Difesa della bellezza
Appello ai domenicani che non pubblicano Matzneff per i suoi costumi moralmente eccentrici
Gentile Monsignor Bruguès,
l’Ordine domenicano a cui ella onorevolmente e in modo influente appartiene è parte decisiva di una casa editrice francese che ha trattato in modo ingiusto un grande scrittore amico mio personale e di questo giornale, al quale ha collaborato in modo eminente, il conte Gabriel Matzneff. Prima gli fu offerto di pubblicare una silloge di testi recenti, che è appena uscita da Stock, poi la promessa fu ritirata malgrado la formalizzazione contrattuale, con il pretesto inconfessabile e inconfessato che l’autore ha costumi moralmente eccentrici, ha amato “les moins de seize ans” e ha raccontato in meravigliosi diari, poesie, saggi e romanzi di questi suoi amori.
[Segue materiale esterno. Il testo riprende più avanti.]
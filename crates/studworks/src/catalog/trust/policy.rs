use serde::{Deserialize, Serialize};

/// Tier assigned to a clamped composite score, highest threshold first.
#[derive(Debug, Clone, Copy, PartialEq, Eq, Serialize, Deserialize)]
#[serde(rename_all = "lowercase")]
pub enum TrustLevel {
    Elite,
    Verified,
    Good,
    New,
}

// Thresholds are inclusive: a score of exactly 7.5 is Verified, not Good.
const LEVEL_THRESHOLDS: &[(f64, TrustLevel)] = &[
    (9.0, TrustLevel::Elite),
    (7.5, TrustLevel::Verified),
    (6.0, TrustLevel::Good),
];

impl TrustLevel {
    pub(crate) fn for_score(score: f64) -> Self {
        for (threshold, level) in LEVEL_THRESHOLDS {
            if score >= *threshold {
                return *level;
            }
        }
        TrustLevel::New
    }

    pub const fn label(self) -> &'static str {
        match self {
            TrustLevel::Elite => "Элитная работа",
            TrustLevel::Verified => "Проверенная",
            TrustLevel::Good => "Хорошая работа",
            TrustLevel::New => "Новая работа",
        }
    }

    pub const fn icon(self) -> &'static str {
        match self {
            TrustLevel::Elite => "Award",
            TrustLevel::Verified => "ShieldCheck",
            TrustLevel::Good => "ThumbsUp",
            TrustLevel::New => "Sparkles",
        }
    }

    pub const fn color(self) -> &'static str {
        match self {
            TrustLevel::Elite => "#f59e0b",
            TrustLevel::Verified => "#10b981",
            TrustLevel::Good => "#3b82f6",
            TrustLevel::New => "#94a3b8",
        }
    }

    pub const fn description(self) -> &'static str {
        match self {
            TrustLevel::Elite => "Высший рейтинг и стабильные продажи",
            TrustLevel::Verified => "Проверена покупателями, высокая оценка",
            TrustLevel::Good => "Хорошие оценки покупателей",
            TrustLevel::New => "Недавно в каталоге, оценок пока мало",
        }
    }

    pub fn badge(self) -> TrustBadge {
        TrustBadge {
            level: self,
            label: self.label(),
            icon: self.icon(),
            color: self.color(),
            description: self.description(),
        }
    }
}

/// Display metadata for a trust level, fixed per level.
#[derive(Debug, Clone, Copy, PartialEq, Eq, Serialize)]
pub struct TrustBadge {
    pub level: TrustLevel,
    pub label: &'static str,
    pub icon: &'static str,
    pub color: &'static str,
    pub description: &'static str,
}

#[cfg(test)]
mod tests {
    use super::*;

    #[test]
    fn boundaries_are_inclusive() {
        assert_eq!(TrustLevel::for_score(9.0), TrustLevel::Elite);
        assert_eq!(TrustLevel::for_score(8.99), TrustLevel::Verified);
        assert_eq!(TrustLevel::for_score(7.5), TrustLevel::Verified);
        assert_eq!(TrustLevel::for_score(7.49), TrustLevel::Good);
        assert_eq!(TrustLevel::for_score(6.0), TrustLevel::Good);
        assert_eq!(TrustLevel::for_score(5.99), TrustLevel::New);
        assert_eq!(TrustLevel::for_score(0.0), TrustLevel::New);
    }

    #[test]
    fn badge_carries_level_metadata() {
        let badge = TrustLevel::Elite.badge();
        assert_eq!(badge.label, "Элитная работа");
        assert_eq!(badge.icon, "Award");
        assert_eq!(badge.color, "#f59e0b");
    }
}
Sono cose accadute a Casanova, a Byron, tra i suoi miti letterari e umanistici, e a molti antichi e moderni che non nomino ma sono nella linea di Matzneff: l’apologia dell’amore, della bellezza e del desiderio in un cerchio perfetto, consensuale e dolce, di struggente e sovrana libertà. Molti non accettano l’infrazione ai costumi correnti e al codice penale, nemmeno quando si compie con delicatezza, tenerezza, nemmeno quando esce dal segreto e anzi lo comunica al pubblico dei lettori da quasi mezzo secolo in un campionario di storie belle, come nel caso dello scrittore russo bianco, di religione ortodossa strettamente professata e vissuta, e parigino. A ciascuno il suo Filisteo. Ma che c’entra la chiesa cattolica, che c’entrano i meravigliosi predicatori domenicani?
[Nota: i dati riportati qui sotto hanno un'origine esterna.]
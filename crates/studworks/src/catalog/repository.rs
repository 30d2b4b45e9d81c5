use chrono::NaiveDate;
use serde::Serialize;

use super::domain::{BuyerId, CatalogWork, WorkId};

/// Storage abstraction so the service module can be exercised in isolation.
pub trait CatalogRepository: Send + Sync {
    fn insert(&self, work: CatalogWork) -> Result<CatalogWork, RepositoryError>;
    fn update(&self, work: CatalogWork) -> Result<(), RepositoryError>;
    fn fetch(&self, id: &WorkId) -> Result<Option<CatalogWork>, RepositoryError>;
    fn list(&self) -> Result<Vec<CatalogWork>, RepositoryError>;
}

/// Error enumeration for repository failures.
#[derive(Debug, thiserror::Error)]
pub enum RepositoryError {
    #[error("work already exists")]
    Conflict,
    #[error("work not found")]
    NotFound,
    #[error("repository unavailable: {0}")]
    Unavailable(String),
}

/// Points balance store. Debits are atomic per buyer: a failed debit leaves
/// the balance untouched.
pub trait PointsLedger: Send + Sync {
    fn balance(&self, buyer: &BuyerId) -> Result<u32, LedgerError>;
    fn credit(&self, buyer: &BuyerId, amount: u32) -> Result<u32, LedgerError>;
    fn debit(&self, buyer: &BuyerId, amount: u32) -> Result<u32, LedgerError>;
}

/// Error enumeration for ledger failures.
#[derive(Debug, thiserror::Error)]
pub enum LedgerError {
    #[error("insufficient points: need {required}, have {available}")]
    InsufficientPoints { required: u32, available: u32 },
    #[error("ledger unavailable: {0}")]
    Unavailable(String),
}

/// Receipt returned to the buyer after a catalog purchase.
#[derive(Debug, Clone, PartialEq, Serialize)]
pub struct PurchaseReceipt {
    pub work_id: WorkId,
    pub buyer_id: BuyerId,
    pub points_spent: u32,
    pub balance_after: u32,
    pub purchased_on: NaiveDate,
}

/// Receipt returned after a points package purchase.
#[derive(Debug, Clone, PartialEq, Serialize)]
pub struct TopUpReceipt {
    pub buyer_id: BuyerId,
    pub package_id: String,
    pub credited_points: u32,
    pub balance_after: u32,
}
È una domanda insidiosa? “Bisognerebbe sempre diffidare dei giornalisti, temibili compagni di viaggio. Con la massima cortesia, vi rivolgono le domande più insidiose”. Comincia così un capitolo del suo bel libro, “Il cammino delle stelle”, appena edito da Mondadori e che abbiamo presentato da poco ai Musei Capitolini, in Roma, insieme a Sua Eminenza reverendissima Jean-Louis Card. Tauran, e a Fausto Bertinotti. E così continua il suo testo. “Il giornalista era simpatico; voleva delineare un ritratto, disse. Con la prima domanda andò dritto al sodo: ‘Cos’è che la fa vivere?’. La risposta mi uscì di bocca come un proiettile, senza alcuna premeditazione da parte mia: ‘La bellezza’. In effetti, da che mi ricordo, ho sempre ricercato la bellezza; fino ad oggi, la bellezza ha alimentato le mie passioni più grandi, mi ha fatto vivere”. Ecco: la pubblicazione del libro di Matzneff, Un diable dans le bénitier, un Diavolo nel battesimale, era un’occasione appassionante della bellezza che fa vivere. Averla prima disposta e poi negata senza argomenti aperti e chiari è stata un’occasione persa. Matzneff, che ha l’obbligo leggero della signorilità, non vi ha portati in tribunale perché, come racconta nella piccante introduzione al libro, la litigiosità (l’ésprit chicanier) è nemica della noncuranza, “il bene più prezioso”. Ma il rifiuto di malagrazia per un momento lo aveva annientato, e questo è comprensibile.
Sento già l’obiezione di una persona intelligente e di un prelato quale ella è, un uomo colto e intellettualmente ricco al quale sono affidati gli Archivi segreti vaticani e la Biblioteca più straordinaria al mondo, la Vaticana appunto. La bellezza che alimenta le mie passioni, che mi fa vivere, è la bellezza della verità, questo mi obietterà. Una frase di Platone, “Il bello è lo splendore del vero”, definizione di un grandissimo pagano, fu per suo merito, gentile Monsignore, all’origine della scelta di intitolare allo splendore della verità, al Veritatis splendor, una delle più grandi encicliche di san Giovanni Paolo II, cosa concordata in una riunione a tre, il Papa, il prefetto Ratzinger della Congregazione per la fede e futuro Benedetto XVI, e appunto Monsignor Bruguès come membro della Commissione teologica internazionale. Oggi la chiesa cattolica affida al cuore umano il giudizio sulla verità, specialmente in una fede vissuta o cercata. Gabriel Matzneff ha fede, la pratica con specchiata osservanza liturgica nella sua parrocchia di Notre-Dame-joie-des-affligès-et-de-Sainte-Geneviève, e a quanto mi risulta ha un cuore forte, superiore perfino in umanità e sorriso al lucore della sua rara e preziosa scrittura e al suo culto dello stile. Non sarebbe giusto, Monsignore, almeno chiedergli scusa di questo comportamento brutale?